The Genesis G80 blends affordability and luxury unlike any other model.
It has been nearly five years since Genesis separated from Hyundai to form a distinct luxury brand. By this summer, a fifth model and the brand’s second SUV will roll out, giving such competitors as BMW, Cadillac, and Mercedes-Benz something to worry about. In the meantime, the midsize G80 sedan is all-new for 2021, with a consumer-pleasing price point that starts below $50,000.
Genesis offers the 2021 G80 in 2.5T RWD ($47,700), 2.5T AWD ($50,850), 3.5T RWD ($59,100), and 3.5T AWD ($62,250) trims. Add $1,045 for the destination charge. The G80 comes with standard rear-wheel drive and available all-wheel drive along with seating for five.
What an impression a Genesis G80 makes! Somehow, in these days of oversized grilles, the crown-shaped gaping maw consuming this sedan’s front end seems entirely appropriate. Perhaps it’s the stacked LED lighting that relaxes the look or the beautiful sculpting that moves from the top of the front fascia to form the hood that does the trick. No matter, we weren’t dismayed by its kiddie-pool-sized design.
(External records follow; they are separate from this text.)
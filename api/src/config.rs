use std::env;

use thiserror::Error;

use crate::adapters::FondyConfig;

/// Fingerprint the Fondy delivery workers send in `User-Agent`
pub const DEFAULT_FONDY_CALLBACK_USER_AGENT: &str = "Mozilla/5.0 (X11; Linux x86_64; rv:45.0) Gecko/20100101 Firefox/45.0";

pub const DEFAULT_FONDY_CHECKOUT_URL: &str = "https://pay.fondy.eu/api/checkout/url/";

#[derive(Debug, Error)]
pub enum ConfigError {
    #[error("{0} must be set")]
    Missing(&'static str),

    #[error("{name} is invalid: {reason}")]
    Invalid { name: &'static str, reason: String },
}

#[derive(Clone)]
pub struct Config {
    pub database_url: String,
    pub port: u16,
    /// Base URL for the API (used to build gateway callback URLs)
    pub api_base_url: String,
    /// Where the gateway sends the buyer after checkout
    pub checkout_redirect_url: String,
    pub fondy: FondyConfig,
    /// Mail API endpoint; when unset notifications are only logged
    pub mail_api_url: Option<String>,
    pub mail_api_token: Option<String>,
    pub mail_from: String,
    /// Bearer key for admin routes
    pub admin_api_key: Option<String>,
}

impl Config {
    pub fn from_env() -> Result<Self, ConfigError> {
        dotenvy::dotenv().ok();

        let port = match env::var("PORT") {
            Ok(p) => p.parse().map_err(|e: std::num::ParseIntError| ConfigError::Invalid {
                name: "PORT",
                reason: e.to_string(),
            })?,
            Err(_) => 8080,
        };

        let api_base_url = env::var("API_BASE_URL")
            .unwrap_or_else(|_| "http://localhost:8080".to_string())
            .trim_end_matches('/')
            .to_string();

        Ok(Self {
            database_url: env::var("DATABASE_URL")
                .map_err(|_| ConfigError::Missing("DATABASE_URL"))?,
            port,
            checkout_redirect_url: env::var("CHECKOUT_REDIRECT_URL")
                .unwrap_or_else(|_| format!("{}/payment/complete", api_base_url)),
            api_base_url,
            fondy: FondyConfig {
                merchant_id: env::var("FONDY_MERCHANT_ID")
                    .map_err(|_| ConfigError::Missing("FONDY_MERCHANT_ID"))?,
                secret_key: env::var("FONDY_SECRET_KEY")
                    .map_err(|_| ConfigError::Missing("FONDY_SECRET_KEY"))?,
                checkout_url: env::var("FONDY_CHECKOUT_URL")
                    .unwrap_or_else(|_| DEFAULT_FONDY_CHECKOUT_URL.to_string()),
                callback_user_agent: env::var("FONDY_CALLBACK_USER_AGENT")
                    .unwrap_or_else(|_| DEFAULT_FONDY_CALLBACK_USER_AGENT.to_string()),
                lang: env::var("CHECKOUT_LANG").unwrap_or_else(|_| "en".to_string()),
            },
            mail_api_url: env::var("MAIL_API_URL").ok(),
            mail_api_token: env::var("MAIL_API_TOKEN").ok(),
            mail_from: env::var("MAIL_FROM")
                .unwrap_or_else(|_| "no-reply@schoolpay.local".to_string()),
            admin_api_key: env::var("ADMIN_API_KEY").ok(),
        })
    }

    /// Mail API URL and token, when both are configured
    pub fn mail_api(&self) -> Option<(&str, &str)> {
        Some((self.mail_api_url.as_deref()?, self.mail_api_token.as_deref()?))
    }
}
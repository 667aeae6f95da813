//! Notification port
//!
//! Outbound messages to students. Delivery is best-effort: callers log failures
//! and never propagate them.

use async_trait::async_trait;

use crate::error::NotificationError;

#[async_trait]
pub trait Notifier: Send + Sync {
    /// Send a plain-text message
    async fn send(&self, to: &str, subject: &str, body: &str) -> Result<(), NotificationError>;
}
//! Application layer
//!
//! Contains use cases and service orchestration.
//! Services coordinate between domain entities, ports, and external systems.

pub mod access_service;
pub mod callback_service;
pub mod gateway_registry;
pub mod order_service;
pub mod pricing;

pub use access_service::AccessService;
pub use callback_service::CallbackService;
pub use gateway_registry::GatewayRegistry;
pub use order_service::{CheckoutUrls, CreateOrder, OrderService};
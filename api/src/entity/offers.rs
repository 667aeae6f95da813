use sea_orm::entity::prelude::*;

#[derive(Clone, Debug, PartialEq, DeriveEntityModel)]
#[sea_orm(table_name = "offers")]
pub struct Model {
    #[sea_orm(primary_key, auto_increment = false)]
    pub id: Uuid,
    pub school_id: Uuid,
    #[sea_orm(column_type = "Text")]
    pub name: String,
    pub price: i64,
    #[sea_orm(column_type = "Text")]
    pub currency: String,
    /// JSON array of package ids
    #[sea_orm(column_type = "JsonBinary")]
    pub package_ids: Json,
}

#[derive(Copy, Clone, Debug, EnumIter, DeriveRelation)]
pub enum Relation {}

impl ActiveModelBehavior for ActiveModel {}
use sea_orm::entity::prelude::*;

#[derive(Clone, Debug, PartialEq, DeriveEntityModel, Eq)]
#[sea_orm(table_name = "student_modules")]
pub struct Model {
    #[sea_orm(primary_key, auto_increment = false)]
    pub student_id: Uuid,
    #[sea_orm(primary_key, auto_increment = false)]
    pub module_id: Uuid,
    pub granted_at: DateTimeWithTimeZone,
}

#[derive(Copy, Clone, Debug, EnumIter, DeriveRelation)]
pub enum Relation {
    #[sea_orm(
        belongs_to = "super::students::Entity",
        from = "Column::StudentId",
        to = "super::students::Column::Id",
        on_update = "NoAction",
        on_delete = "Cascade"
    )]
    Students,
}

impl Related<super::students::Entity> for Entity {
    fn to() -> RelationDef {
        Relation::Students.def()
    }
}

impl ActiveModelBehavior for ActiveModel {}
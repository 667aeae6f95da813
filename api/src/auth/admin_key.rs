//! Admin API key middleware

use axum::{body::Body, extract::State, http::Request, middleware::Next, response::Response};
use sha2::{Digest, Sha256};

use crate::error::AppError;

/// SHA-256 digest of the configured admin key, if any.
///
/// With no key configured every admin request is rejected.
#[derive(Clone, Default)]
pub struct AdminKey {
    digest: Option<[u8; 32]>,
}

impl AdminKey {
    pub fn new(key: Option<&str>) -> Self {
        Self {
            digest: key.filter(|k| !k.is_empty()).map(hash_key),
        }
    }

    pub fn is_configured(&self) -> bool {
        self.digest.is_some()
    }

    /// Compare digests so that timing does not depend on a common key prefix
    fn accepts(&self, presented: &str) -> bool {
        match &self.digest {
            Some(expected) => {
                let presented = hash_key(presented);
                expected
                    .iter()
                    .zip(presented.iter())
                    .fold(0u8, |acc, (a, b)| acc | (a ^ b))
                    == 0
            }
            None => false,
        }
    }
}

fn hash_key(key: &str) -> [u8; 32] {
    Sha256::digest(key.as_bytes()).into()
}

/// Extract the bearer token from the Authorization header
fn extract_bearer(request: &Request<Body>) -> Option<&str> {
    request
        .headers()
        .get("Authorization")
        .and_then(|h| h.to_str().ok())
        .and_then(|h| h.strip_prefix("Bearer "))
}

/// Require the admin bearer key
pub async fn require_admin(
    State(admin_key): State<AdminKey>,
    request: Request<Body>,
    next: Next,
) -> Result<Response, AppError> {
    let presented = extract_bearer(&request).ok_or(AppError::Unauthorized)?;

    if !admin_key.accepts(presented) {
        tracing::warn!(path = %request.uri().path(), "Admin key rejected");
        return Err(AppError::Unauthorized);
    }

    Ok(next.run(request).await)
}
The G80’s long profile is marked by handsome side marker lights, strong character lines, and just enough body sculpting to maintain interest. The high beltline kicks up at the rear to meet the falling roofline, creating a restrained sportback look. An assortment of unique wheel choices is among the many styling points we admire. From the rear, wraparound taillamps and dual exhaust finishers put a sporty stamp on the backside. The only drawback of the design is the trunk is uncommonly small, measuring just 13.1 cubic feet.
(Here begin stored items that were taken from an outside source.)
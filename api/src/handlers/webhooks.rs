//! Webhook handlers
//!
//! Payment gateway callbacks. The gateway is named by the last path segment.

use axum::{
    body::Bytes,
    extract::{Path, State},
    http::{header, HeaderMap},
    Json,
};
use serde::Serialize;

use crate::domain::entities::OrderStatus;
use crate::domain::ports::GatewayKind;
use crate::error::AppError;
use crate::AppState;

#[derive(Debug, Serialize)]
pub struct WebhookResponse {
    pub order_id: String,
    pub status: OrderStatus,
    pub access_granted: bool,
}

/// POST /webhooks/:gateway
///
/// The caller's `User-Agent` is the transport fingerprint checked before
/// anything in the body is looked at.
pub async fn payment_webhook(
    State(state): State<AppState>,
    Path(gateway): Path<String>,
    headers: HeaderMap,
    body: Bytes,
) -> Result<Json<WebhookResponse>, AppError> {
    let kind: GatewayKind = gateway.parse()?;
    let client_identity = headers
        .get(header::USER_AGENT)
        .and_then(|v| v.to_str().ok());

    tracing::debug!(gateway = %kind, bytes = body.len(), "Webhook received");

    let result = state
        .callback_service
        .process(kind, client_identity, &body)
        .await?;

    Ok(Json(WebhookResponse {
        order_id: result.order_id.to_string(),
        status: result.status,
        access_granted: result.access_granted,
    }))
}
Inside, the Genesis G80 is cavernous. This year’s model reconfigured the interior to add extra space for the rear passengers. Five can sit adequately inside, but two in the back are ideal for almost limousine-like comfort. Moving up to the full-size G90 may be the better option here.
The G80’s cabin is quiet with rich materials and a flawless fit and finish throughout. It seems larger thanks to thinner roof pillars that also improve outward vision. Buttons and controls are on the steering wheel and center stack, supplying a clean look accented by texturized chrome. A pair of dials occupy the base of the console. One serves as the transmission controller and the other as a touchpad for controlling the screen. It must be said that this layout takes some getting used to.
Imitation leather seats or available real hides dress the interior. Power 12-way front seats, heated front seats, open-pore wood, ambient lighting, and an available panoramic sunroof are features we treasure. The front seats are plush and all-day comfortable. Our lone complaint is that the driver seat cushion extension, which is ideal for maximum thigh support and lower back relief, is only available on the G70 sedan and GV80 SUV models. Please make it widely available, Genesis!
Safety & Tech
Genesis includes all of its driver-assist safety features as standard equipment. That’s a welcome difference from some competitors where shoppers must purchase the tech separately and only after agreeing to another upgrade, sometimes for unrelated amenities.
The list is impressive and includes forward collision-avoidance assist, blind-spot monitoring, driver attention warning, rear cross-traffic collision-avoidance, and lane departure warning with lane-keeping assist. The all-important adaptive cruise control with full stop and go is the cherry on top of the safety tech pie.
As for in-cabin technology, the Genesis G80 features all the things, including a 14.5-inch touch-screen display, a 12-speaker audio system, HD Radio, satellite radio, navigation, and three USB ports (two front, one back). The available upgrades include a 21-speaker Lexicon audio system, a wireless charging pad, and a 12.3-inch 3D digital cluster display. We’re talking advanced looks, baby! A surround-view camera system and head-up display are optional.
Genesis G80 Performance
It wasn’t long ago when the G80 offered two V6 and one V8 engine choices. This year, those engines have been scrapped with two all-new engines replacing them.
The standard engine is a 2.5-liter turbocharged four-cylinder engine with 300 horsepower and 311 pound-feet of torque. Also available is a 3.5-liter V6 engine with 375 horsepower and 391 pound-feet of torque.
Though the engines are smaller, turbocharging technology maximizes power. Our test model had the larger of the two engines, although we’ve driven Hyundai and Kia models with the smaller engine and found it more than sufficient for the task. The boosted V6’s turbos spool quickly, with only a slight lag detected, enabling the transmission to connect to a low gear and move this sedan forward briskly.
Both G80 engines work with a smooth-shifting eight-speed automatic transmission, a collection of drive modes, and your choice of rear- or all-wheel drive. The G80’s ride is smooth and the sedan supplies very good handling. You may notice limited body roll on sharp turns, one area where Germany’s finest manage well.
The $11,400 difference between models goes well beyond an engine upgrade. The turbo-four may do it for some shoppers, but the powerful V6 is hard to ignore. Genesis keeps package upgrades to a minimum and that means its top price stays below $70,000 or far less with the standard trim.